“Yes, they’re Kaffirs,” he admitted, without any enthusiasm. “And a low set of animals they are, too.”

“They don’t look exactly lovely,” Norah said. “Only you see, it’s so queer to me to be in a country where there are coloured people everywhere. I can’t help feeling excited.”

“And it’s within my memory,” said the doctor, “that an Australian boy came to my school—and we English boys were all quite indignant because he could speak our language, and because he wasn’t black! We had a kind of idea that every one in Australia was black!”

“But how queer!” said Norah, laughing.

“That’s what we said when we discovered that he was white. But you have seen your aborigines, haven’t you, Miss Norah?”

“Oh, I’ve seen them, of course!” Norah answered, “some of them, that is. There are not so very many left now, you know, especially in Victoria; they are dying out fast, and the remaining ones are principally kept in their special settlements. And I never remember enough of them to make it seem that they were really the people of the country.”

“Poor wretches!” said the doctor. “It makes one feel a bit sorry for them.”

“It wouldn’t if you knew them,” Jim put in. “They’re a most unpleasant crowd—the lowest, I believe, in the scale of civilisation. Useless, shifty, lazy, thieving—you can’t trust many of them. They will steal, and they won’t work.”

“But I’ve heard you speak of one that you employ,” said the doctor.
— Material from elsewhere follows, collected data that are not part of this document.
//! Key-value persistence backends.
//!
//! A backend stores one serialized JSON document per key, the way browser
//! local storage does. [`load_json`] and [`save_json`] implement the
//! recovery policy shared by every store: a missing, empty or structurally
//! invalid value reads back as the default, and a failed write is logged and
//! reported as `false` instead of an error.

use std::collections::HashMap;
use std::path::{Path, PathBuf};
use std::sync::{Mutex, MutexGuard, PoisonError};

use serde::de::DeserializeOwned;
use serde::Serialize;
use tracing::{debug, trace, warn};

use sowonee_core::defaults::STORAGE_DIR_NAME;
use sowonee_core::{Error, Result};

/// Synchronous key-value store holding serialized JSON values.
pub trait StorageBackend: Send + Sync {
    /// Read the raw value for `key`, `None` when absent.
    fn get(&self, key: &str) -> Result<Option<String>>;

    /// Replace the value for `key`.
    fn set(&self, key: &str, value: &str) -> Result<()>;

    /// Erase `key`. Removing an absent key succeeds.
    fn remove(&self, key: &str) -> Result<()>;
}

/// Load and decode `key`, falling back to `T::default()`.
pub fn load_json<T>(backend: &dyn StorageBackend, key: &str) -> T
where
    T: DeserializeOwned + Default,
{
    let raw = match backend.get(key) {
        Ok(Some(raw)) if !raw.trim().is_empty() => raw,
        Ok(_) => {
            debug!(storage_key = key, "No persisted value, using default");
            return T::default();
        }
        Err(e) => {
            warn!(storage_key = key, error = %e, "Failed to read persisted value, using default");
            return T::default();
        }
    };

    match serde_json::from_str(&raw) {
        Ok(value) => value,
        Err(e) => {
            warn!(storage_key = key, error = %e, "Ignoring corrupt persisted value");
            T::default()
        }
    }
}

/// Encode and write `value` under `key`. Returns whether the write succeeded.
pub fn save_json<T: Serialize>(backend: &dyn StorageBackend, key: &str, value: &T) -> bool {
    let encoded = match serde_json::to_string(value) {
        Ok(encoded) => encoded,
        Err(e) => {
            warn!(storage_key = key, error = %e, "Failed to serialize value for storage");
            return false;
        }
    };

    match backend.set(key, &encoded) {
        Ok(()) => {
            trace!(storage_key = key, bytes = encoded.len(), "Persisted value");
            true
        }
        Err(e) => {
            warn!(storage_key = key, error = %e, "Failed to save to storage");
            false
        }
    }
}

/// Erase `key`, logging instead of failing.
pub fn remove_key(backend: &dyn StorageBackend, key: &str) -> bool {
    match backend.remove(key) {
        Ok(()) => true,
        Err(e) => {
            warn!(storage_key = key, error = %e, "Failed to remove persisted value");
            false
        }
    }
}

// =============================================================================
// MEMORY BACKEND
// =============================================================================

/// In-process backend.
///
/// An optional byte quota over the sum of stored values makes writes fail the
/// way a full browser storage does; a disabled backend rejects every call.
#[derive(Debug, Default)]
pub struct MemoryStorage {
    entries: Mutex<HashMap<String, String>>,
    quota_bytes: Option<usize>,
    disabled: bool,
}

impl MemoryStorage {
    pub fn new() -> Self {
        Self::default()
    }

    /// Backend that rejects writes once stored values exceed `bytes`.
    pub fn with_quota(bytes: usize) -> Self {
        Self {
            quota_bytes: Some(bytes),
            ..Self::default()
        }
    }

    /// Backend standing in for unavailable storage.
    pub fn disabled() -> Self {
        Self {
            disabled: true,
            ..Self::default()
        }
    }

    /// Seed a raw value, bypassing quota checks.
    pub fn insert_raw(&self, key: impl Into<String>, value: impl Into<String>) {
        self.entries().insert(key.into(), value.into());
    }

    /// Raw stored value, bypassing the disabled flag.
    pub fn raw(&self, key: &str) -> Option<String> {
        self.entries().get(key).cloned()
    }

    pub fn contains_key(&self, key: &str) -> bool {
        self.entries().contains_key(key)
    }

    fn entries(&self) -> MutexGuard<'_, HashMap<String, String>> {
        self.entries.lock().unwrap_or_else(PoisonError::into_inner)
    }

    fn check_enabled(&self) -> Result<()> {
        if self.disabled {
            return Err(Error::Storage("storage is unavailable".to_string()));
        }
        Ok(())
    }
}

impl StorageBackend for MemoryStorage {
    fn get(&self, key: &str) -> Result<Option<String>> {
        self.check_enabled()?;
        Ok(self.entries().get(key).cloned())
    }

    fn set(&self, key: &str, value: &str) -> Result<()> {
        self.check_enabled()?;
        let mut entries = self.entries();
        if let Some(quota) = self.quota_bytes {
            let others: usize = entries
                .iter()
                .filter(|(k, _)| k.as_str() != key)
                .map(|(_, v)| v.len())
                .sum();
            if others + value.len() > quota {
                return Err(Error::Storage(format!(
                    "quota exceeded: {} of {} bytes",
                    others + value.len(),
                    quota
                )));
            }
        }
        entries.insert(key.to_string(), value.to_string());
        Ok(())
    }

    fn remove(&self, key: &str) -> Result<()> {
        self.check_enabled()?;
        self.entries().remove(key);
        Ok(())
    }
}

// =============================================================================
// FILE BACKEND
// =============================================================================

/// One `<key>.json` file per key inside a directory.
///
/// Writes go to a sibling temp file first and are renamed into place, so a
/// reader sees either the old or the new document.
#[derive(Debug, Clone)]
pub struct FileStorage {
    dir: PathBuf,
}

impl FileStorage {
    pub fn new(dir: impl Into<PathBuf>) -> Self {
        Self { dir: dir.into() }
    }

    /// Platform data directory, e.g. `~/.local/share/sowonee` on Linux.
    pub fn default_dir() -> PathBuf {
        let mut path = dirs::data_dir()
            .or_else(dirs::home_dir)
            .unwrap_or_else(|| PathBuf::from("."));
        path.push(STORAGE_DIR_NAME);
        path
    }

    pub fn dir(&self) -> &Path {
        &self.dir
    }

    fn path_for(&self, key: &str) -> Result<PathBuf> {
        let valid = !key.is_empty()
            && key
                .chars()
                .all(|c| c.is_ascii_alphanumeric() || c == '_' || c == '-');
        if !valid {
            return Err(Error::InvalidInput(format!("invalid storage key: {key:?}")));
        }
        Ok(self.dir.join(format!("{key}.json")))
    }
}

impl StorageBackend for FileStorage {
    fn get(&self, key: &str) -> Result<Option<String>> {
        let path = self.path_for(key)?;
        match std::fs::read_to_string(&path) {
            Ok(content) => Ok(Some(content)),
            Err(e) if e.kind() == std::io::ErrorKind::NotFound => Ok(None),
            Err(e) => Err(e.into()),
        }
    }

    fn set(&self, key: &str, value: &str) -> Result<()> {
        let path = self.path_for(key)?;
        std::fs::create_dir_all(&self.dir)?;
        let tmp = path.with_extension("json.tmp");
        let written = std::fs::write(&tmp, value).and_then(|()| std::fs::rename(&tmp, &path));
        if let Err(e) = written {
            if let Err(cleanup) = std::fs::remove_file(&tmp) {
                if cleanup.kind() != std::io::ErrorKind::NotFound {
                    warn!(path = %tmp.display(), error = %cleanup, "Failed to remove temp file");
                }
            }
            return Err(e.into());
        }
        Ok(())
    }

    fn remove(&self, key: &str) -> Result<()> {
        let path = self.path_for(key)?;
        match std::fs::remove_file(&path) {
            Ok(()) => Ok(()),
            Err(e) if e.kind() == std::io::ErrorKind::NotFound => Ok(()),
            Err(e) => Err(e.into()),
        }
    }
}
impl EngagementTracker {
    pub fn new(storage: Arc<dyn StorageBackend>) -> Self {
        Self::with_clock(storage, Arc::new(SystemClock))
    }

    pub fn with_clock(storage: Arc<dyn StorageBackend>, clock: Arc<dyn Clock>) -> Self {
        Self {
            inner: Arc::new(TrackerInner {
                storage,
                clock,
                state: Mutex::new(None),
            }),
        }
    }

    /// Run `f` against the loaded state while holding the lock.
    fn with_stats<R>(&self, f: impl FnOnce(&mut LocalStats, &dyn StorageBackend) -> R) -> R {
        let storage = self.inner.storage.as_ref();
        let mut guard = self
            .inner
            .state
            .lock()
            .unwrap_or_else(PoisonError::into_inner);
        let stats = guard.get_or_insert_with(|| LocalStats::load(storage));
        f(stats, storage)
    }

    /// Whether persisted state has been read yet.
    pub fn is_loaded(&self) -> bool {
        self.inner
            .state
            .lock()
            .unwrap_or_else(PoisonError::into_inner)
            .is_some()
    }

    /// Copy of the full state.
    pub fn snapshot(&self) -> LocalStats {
        self.with_stats(|stats, _| stats.clone())
    }

    // =========================================================================
    // MUTATIONS
    // =========================================================================

    /// Count one lightbox open of `image_id`.
    pub fn track_view(&self, image_id: &str) {
        self.with_stats(|stats, storage| {
            let count = stats.views.entry(image_id.to_string()).or_insert(0);
            *count = count.saturating_add(1);
            trace!(image_id, count = *count, "View tracked");
            save_json(storage, KEY_IMAGE_VIEWS, &stats.views);
        });
    }

    /// Count one download of `image_id`.
    pub fn track_download(&self, image_id: &str) {
        self.with_stats(|stats, storage| {
            let count = stats.downloads.entry(image_id.to_string()).or_insert(0);
            *count = count.saturating_add(1);
            trace!(image_id, count = *count, "Download tracked");
            save_json(storage, KEY_IMAGE_DOWNLOADS, &stats.downloads);
        });
    }

    /// Record a search.
    ///
    /// Blank queries are ignored. A query already in the log (compared
    /// case-insensitively) has its count bumped and timestamp refreshed in
    /// place; a new query is prepended and the log is cut to its cap.
    pub fn track_search(&self, query: &str) {
        if query.trim().is_empty() {
            return;
        }
        let now = self.inner.clock.now_millis();
        let folded = query.to_lowercase();

        self.with_stats(|stats, storage| {
            let existing = stats
                .searches
                .iter()
                .position(|entry| entry.query.to_lowercase() == folded);
            match existing {
                Some(index) => {
                    let entry = &mut stats.searches[index];
                    entry.count = entry.count.saturating_add(1);
                    entry.timestamp = now;
                    trace!(query, count = entry.count, "Repeat search tracked");
                }
                None => {
                    stats.searches.insert(
                        0,
                        SearchEntry {
                            query: query.to_string(),
                            timestamp: now,
                            count: 1,
                        },
                    );
                    stats.searches.truncate(SEARCH_HISTORY_CAP);
                    trace!(query, "New search tracked");
                }
            }
            save_json(storage, KEY_SEARCH_HISTORY, &stats.searches);
        });
    }

    /// Reset every counter and erase the persisted values.
    pub fn clear_stats(&self) {
        self.with_stats(|stats, storage| {
            *stats = LocalStats::default();
            remove_key(storage, KEY_IMAGE_VIEWS);
            remove_key(storage, KEY_IMAGE_DOWNLOADS);
            remove_key(storage, KEY_SEARCH_HISTORY);
        });
        info!("Engagement stats cleared");
    }

    // =========================================================================
    // QUERIES
    // =========================================================================

    pub fn view_count(&self, image_id: &str) -> u64 {
        self.with_stats(|stats, _| stats.views.get(image_id).copied().unwrap_or(0))
    }

    pub fn download_count(&self, image_id: &str) -> u64 {
        self.with_stats(|stats, _| stats.downloads.get(image_id).copied().unwrap_or(0))
    }

    /// Most viewed images, highest first.
    pub fn top_viewed(&self, limit: usize) -> Vec<ImageCount> {
        self.with_stats(|stats, _| rank_counts(&stats.views, limit))
    }

    /// Most downloaded images, highest first.
    pub fn top_downloaded(&self, limit: usize) -> Vec<ImageCount> {
        self.with_stats(|stats, _| rank_counts(&stats.downloads, limit))
    }

    /// Image ids ranked by `views + 3 * downloads`, highest first.
    ///
    /// Ties keep id order.
    pub fn popular_image_ids(&self, limit: usize) -> Vec<String> {
        self.with_stats(|stats, _| {
            let mut combined: BTreeMap<&str, u64> = BTreeMap::new();
            for (id, count) in &stats.views {
                let score = combined.entry(id.as_str()).or_insert(0);
                *score = score.saturating_add(count.saturating_mul(VIEW_WEIGHT));
            }
            for (id, count) in &stats.downloads {
                let score = combined.entry(id.as_str()).or_insert(0);
                *score = score.saturating_add(count.saturating_mul(DOWNLOAD_WEIGHT));
            }

            let mut scored: Vec<(&str, u64)> = combined.into_iter().collect();
            scored.sort_by_key(|(_, score)| Reverse(*score));
            scored
                .into_iter()
                .take(limit)
                .map(|(id, _)| id.to_string())
                .collect()
        })
    }

    /// Search-log entries with the highest counts.
    pub fn top_searches(&self, limit: usize) -> Vec<SearchEntry> {
        self.with_stats(|stats, _| {
            let mut searches = stats.searches.clone();
            searches.sort_by_key(|entry| Reverse(entry.count));
            searches.truncate(limit);
            searches
        })
    }

    /// Most recently touched search-log entries.
    pub fn recent_searches(&self, limit: usize) -> Vec<SearchEntry> {
        self.with_stats(|stats, _| {
            let mut searches = stats.searches.clone();
            searches.sort_by_key(|entry| Reverse(entry.timestamp));
            searches.truncate(limit);
            searches
        })
    }
}
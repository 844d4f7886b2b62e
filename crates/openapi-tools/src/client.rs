//! HTTP client handle bound to the API's base address.

use crate::error::{OpenApiToolsError, Result};
use reqwest::{Client, Method, RequestBuilder};
use std::time::Duration;
use url::Url;

/// Default per-call timeout for outbound API requests.
pub const DEFAULT_CALL_TIMEOUT: Duration = Duration::from_secs(30);

/// Default cap on a single API response body.
pub const DEFAULT_MAX_RESPONSE_BYTES: usize = 10 * 1024 * 1024;

/// A reusable client for calls back into the real API.
///
/// The bootstrapper builds one of these after the `OpenAPI` document has been fetched and hands
/// it to [`crate::server::OpenApiServer::from_openapi`], which owns it from then on.
#[derive(Debug, Clone)]
pub struct ApiClient {
    http: Client,
    /// Normalized base URL (absolute, no trailing slash).
    base_url: String,
    timeout: Option<Duration>,
    max_response_bytes: Option<usize>,
}

/// One `key=value` pair of an outbound query string.
#[derive(Debug, Clone, PartialEq, Eq)]
pub struct QueryPair {
    pub key: String,
    pub value: String,
    pub allow_reserved: bool,
}

impl ApiClient {
    /// Create a client for `base_url` with the default call timeout.
    ///
    /// # Errors
    ///
    /// Returns an error if `base_url` is not an absolute `http(s)` URL.
    pub fn new(base_url: &str) -> Result<Self> {
        Self::with_client(Client::new(), base_url)
    }

    /// Create a client around an existing `reqwest::Client`.
    ///
    /// # Errors
    ///
    /// Returns an error if `base_url` is not an absolute `http(s)` URL.
    pub fn with_client(http: Client, base_url: &str) -> Result<Self> {
        let trimmed = base_url.trim().trim_end_matches('/');
        let parsed = Url::parse(trimmed).map_err(|e| {
            OpenApiToolsError::Config(format!("Invalid API base URL '{base_url}': {e}"))
        })?;
        if parsed.scheme() != "http" && parsed.scheme() != "https" {
            return Err(OpenApiToolsError::Config(format!(
                "Invalid API base URL '{base_url}': scheme must be http or https",
            )));
        }
        if parsed.host_str().is_none() {
            return Err(OpenApiToolsError::Config(format!(
                "Invalid API base URL '{base_url}': missing host",
            )));
        }

        Ok(Self {
            http,
            base_url: trimmed.to_string(),
            timeout: Some(DEFAULT_CALL_TIMEOUT),
            max_response_bytes: Some(DEFAULT_MAX_RESPONSE_BYTES),
        })
    }

    /// Set the per-call timeout. `Duration::ZERO` disables it.
    #[must_use]
    pub fn with_timeout(mut self, timeout: Duration) -> Self {
        self.timeout = (!timeout.is_zero()).then_some(timeout);
        self
    }

    /// Cap the size of a response body. `0` removes the cap.
    #[must_use]
    pub fn with_max_response_bytes(mut self, max: usize) -> Self {
        self.max_response_bytes = (max > 0).then_some(max);
        self
    }

    /// The base address every tool call is made against.
    #[must_use]
    pub fn base_url(&self) -> &str {
        &self.base_url
    }

    #[must_use]
    pub fn timeout(&self) -> Option<Duration> {
        self.timeout
    }

    #[must_use]
    pub fn max_response_bytes(&self) -> Option<usize> {
        self.max_response_bytes
    }

    pub(crate) fn http(&self) -> &Client {
        &self.http
    }

    /// Build the absolute URL for `path` (already templated) plus query pairs.
    ///
    /// # Errors
    ///
    /// Returns an error if the joined URL does not parse.
    pub fn url_for(&self, path: &str, query: &[QueryPair]) -> Result<Url> {
        let path = if path.starts_with('/') {
            path.to_string()
        } else {
            format!("/{path}")
        };
        let mut url = Url::parse(&format!("{}{}", self.base_url, path))
            .map_err(|e| OpenApiToolsError::Runtime(format!("Invalid URL: {e}")))?;

        if !query.is_empty() {
            let encoded = query
                .iter()
                .map(|p| {
                    format!(
                        "{}={}",
                        encode_query_component(&p.key, false),
                        encode_query_component(&p.value, p.allow_reserved)
                    )
                })
                .collect::<Vec<_>>()
                .join("&");
            url.set_query(Some(&encoded));
        }

        Ok(url)
    }

    /// Start a request with the client's timeout applied.
    pub(crate) fn request(&self, method: Method, url: Url) -> RequestBuilder {
        let request = self.http.request(method, url);
        match self.timeout {
            Some(t) => request.timeout(t),
            None => request,
        }
    }
}

/// Percent-encode a value substituted into a single path segment.
///
/// Returns `None` for values that cannot stand as a segment of their own: the empty string
/// and the dot segments `.` and `..`, which URL parsing would collapse into a parent path.
pub(crate) fn encode_path_segment(s: &str) -> Option<String> {
    if matches!(s, "" | "." | "..") {
        return None;
    }
    Some(encode_query_component(s, false))
}

fn encode_query_component(s: &str, allow_reserved: bool) -> String {
    // '&', '=' and '#' stay encoded even with allowReserved; they would break the pair list.
    const HEX: &[u8; 16] = b"0123456789ABCDEF";
    let mut out = String::with_capacity(s.len());
    for &b in s.as_bytes() {
        let keep = is_unreserved(b) || (allow_reserved && is_reserved_but_safe_in_pairs(b));
        if keep {
            out.push(b as char);
        } else {
            out.push('%');
            out.push(HEX[(b >> 4) as usize] as char);
            out.push(HEX[(b & 0x0F) as usize] as char);
        }
    }
    out
}

fn is_unreserved(b: u8) -> bool {
    matches!(b, b'A'..=b'Z' | b'a'..=b'z' | b'0'..=b'9' | b'-' | b'.' | b'_' | b'~')
}

fn is_reserved_but_safe_in_pairs(b: u8) -> bool {
    matches!(
        b,
        b':' | b'/'
            | b'?'
            | b'['
            | b']'
            | b'@'
            | b'!'
            | b'$'
            | b'\''
            | b'('
            | b')'
            | b'*'
            | b'+'
            | b','
            | b';'
    )
}
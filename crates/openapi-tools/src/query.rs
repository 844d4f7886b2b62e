//! Query-string serialization following `OpenAPI` `style`/`explode` rules.

use crate::client::QueryPair;
use openapiv3::QueryStyle;
use serde_json::{Map, Value};

/// How a single query parameter is written to the URL.
#[derive(Debug, Clone)]
pub struct QuerySerialization {
    pub style: QueryStyle,
    pub explode: bool,
    pub allow_reserved: bool,
    pub allow_empty_value: bool,
}

impl QuerySerialization {
    /// `OpenAPI` defaults: `explode` is true for `form` and `deepObject` unless stated.
    #[must_use]
    pub fn new(
        style: QueryStyle,
        explode: Option<bool>,
        allow_reserved: bool,
        allow_empty_value: bool,
    ) -> Self {
        let explode =
            explode.unwrap_or_else(|| matches!(style, QueryStyle::Form | QueryStyle::DeepObject));
        Self {
            style,
            explode,
            allow_reserved,
            allow_empty_value,
        }
    }
}

impl Default for QuerySerialization {
    fn default() -> Self {
        Self::new(QueryStyle::Form, None, false, false)
    }
}

/// Serialize one argument into zero or more query pairs.
#[must_use]
pub fn serialize(
    name: &str,
    value: &Value,
    required: bool,
    ser: &QuerySerialization,
) -> Vec<QueryPair> {
    let pair = |key: String, value: String| QueryPair {
        key,
        value,
        allow_reserved: ser.allow_reserved,
    };

    if is_empty(value) {
        // An empty value is only sent when the API asks for it.
        return if ser.allow_empty_value || required {
            vec![pair(name.to_string(), String::new())]
        } else {
            Vec::new()
        };
    }

    match value {
        Value::Array(items) => {
            let items: Vec<String> = items.iter().map(value_to_string).collect();
            match ser.style {
                QueryStyle::Form if ser.explode => items
                    .into_iter()
                    .map(|v| pair(name.to_string(), v))
                    .collect(),
                QueryStyle::Form | QueryStyle::DeepObject => {
                    vec![pair(name.to_string(), items.join(","))]
                }
                QueryStyle::SpaceDelimited => vec![pair(name.to_string(), items.join(" "))],
                QueryStyle::PipeDelimited => vec![pair(name.to_string(), items.join("|"))],
            }
        }
        Value::Object(map) => serialize_object(name, map, ser)
            .into_iter()
            .map(|(k, v)| pair(k, v))
            .collect(),
        _ => vec![pair(name.to_string(), value_to_string(value))],
    }
}

fn serialize_object(
    name: &str,
    map: &Map<String, Value>,
    ser: &QuerySerialization,
) -> Vec<(String, String)> {
    match ser.style {
        QueryStyle::DeepObject => map
            .iter()
            .map(|(k, v)| (format!("{name}[{k}]"), value_to_string(v)))
            .collect(),
        QueryStyle::Form if ser.explode => map
            .iter()
            .map(|(k, v)| (k.clone(), value_to_string(v)))
            .collect(),
        QueryStyle::Form => {
            let flat: Vec<String> = map
                .iter()
                .flat_map(|(k, v)| [k.clone(), value_to_string(v)])
                .collect();
            vec![(name.to_string(), flat.join(","))]
        }
        // Not defined for objects; send the JSON text.
        QueryStyle::SpaceDelimited | QueryStyle::PipeDelimited => {
            vec![(name.to_string(), Value::Object(map.clone()).to_string())]
        }
    }
}

fn is_empty(value: &Value) -> bool {
    match value {
        Value::String(s) => s.is_empty(),
        Value::Array(a) => a.is_empty(),
        Value::Object(o) => o.is_empty(),
        Value::Null => true,
        Value::Bool(_) | Value::Number(_) => false,
    }
}

/// Render a JSON value for a path segment, header or query value.
#[must_use]
pub fn value_to_string(value: &Value) -> String {
    match value {
        Value::String(s) => s.clone(),
        Value::Number(n) => n.to_string(),
        Value::Bool(b) => b.to_string(),
        Value::Null => String::new(),
        Value::Array(_) | Value::Object(_) => value.to_string(),
    }
}

#[cfg(test)]
mod tests {
    use super::*;
    use serde_json::json;

    fn kv(pairs: &[QueryPair]) -> Vec<(&str, &str)> {
        pairs
            .iter()
            .map(|p| (p.key.as_str(), p.value.as_str()))
            .collect()
    }

    #[test]
    fn form_arrays_follow_explode() {
        let exploded = QuerySerialization::default();
        let pairs = serialize("status", &json!(["ok", "failed"]), false, &exploded);
        assert_eq!(kv(&pairs), vec![("status", "ok"), ("status", "failed")]);

        let joined = QuerySerialization::new(QueryStyle::Form, Some(false), false, false);
        let pairs = serialize("status", &json!(["ok", "failed"]), false, &joined);
        assert_eq!(kv(&pairs), vec![("status", "ok,failed")]);
    }

    #[test]
    fn delimited_styles_join_arrays() {
        let space = QuerySerialization::new(QueryStyle::SpaceDelimited, None, false, false);
        assert_eq!(
            kv(&serialize("ids", &json!([1, 2]), false, &space)),
            vec![("ids", "1 2")]
        );

        let pipe = QuerySerialization::new(QueryStyle::PipeDelimited, None, false, false);
        assert_eq!(
            kv(&serialize("ids", &json!([1, 2]), false, &pipe)),
            vec![("ids", "1|2")]
        );
    }

    #[test]
    fn objects_by_style() {
        let deep = QuerySerialization::new(QueryStyle::DeepObject, None, false, false);
        let pairs = serialize("filter", &json!({"event": "push"}), false, &deep);
        assert_eq!(kv(&pairs), vec![("filter[event]", "push")]);

        let form = QuerySerialization::default();
        let pairs = serialize("filter", &json!({"event": "push"}), false, &form);
        assert_eq!(kv(&pairs), vec![("event", "push")]);

        let flat = QuerySerialization::new(QueryStyle::Form, Some(false), false, false);
        let pairs = serialize("filter", &json!({"event": "push"}), false, &flat);
        assert_eq!(kv(&pairs), vec![("filter", "event,push")]);
    }

    #[test]
    fn empty_values_are_dropped_unless_required_or_allowed() {
        let ser = QuerySerialization::default();
        assert!(serialize("q", &json!(""), false, &ser).is_empty());
        assert_eq!(kv(&serialize("q", &json!(""), true, &ser)), vec![("q", "")]);

        let allow = QuerySerialization::new(QueryStyle::Form, None, false, true);
        assert_eq!(kv(&serialize("q", &json!([]), false, &allow)), vec![("q", "")]);
    }

    #[test]
    fn scalars_render_plainly() {
        assert_eq!(value_to_string(&json!("abc")), "abc");
        assert_eq!(value_to_string(&json!(42)), "42");
        assert_eq!(value_to_string(&json!(true)), "true");
        assert_eq!(value_to_string(&json!(null)), "");
        assert_eq!(value_to_string(&json!({"a": 1})), r#"{"a":1}"#);
    }
}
“Oh, Billy! But I always tell Dad that Billy is the only decent black fellow left. And he, like the curate’s egg, is only good in patches. He’s very fond of us, and rather afraid of us, and so he works well—on a horse. But if you take him off a horse he’s a most hopeless person. Now those fellows”—Jim indicated the gang of chattering Kaffirs—“may not be perfection, but at least they can be made to work.”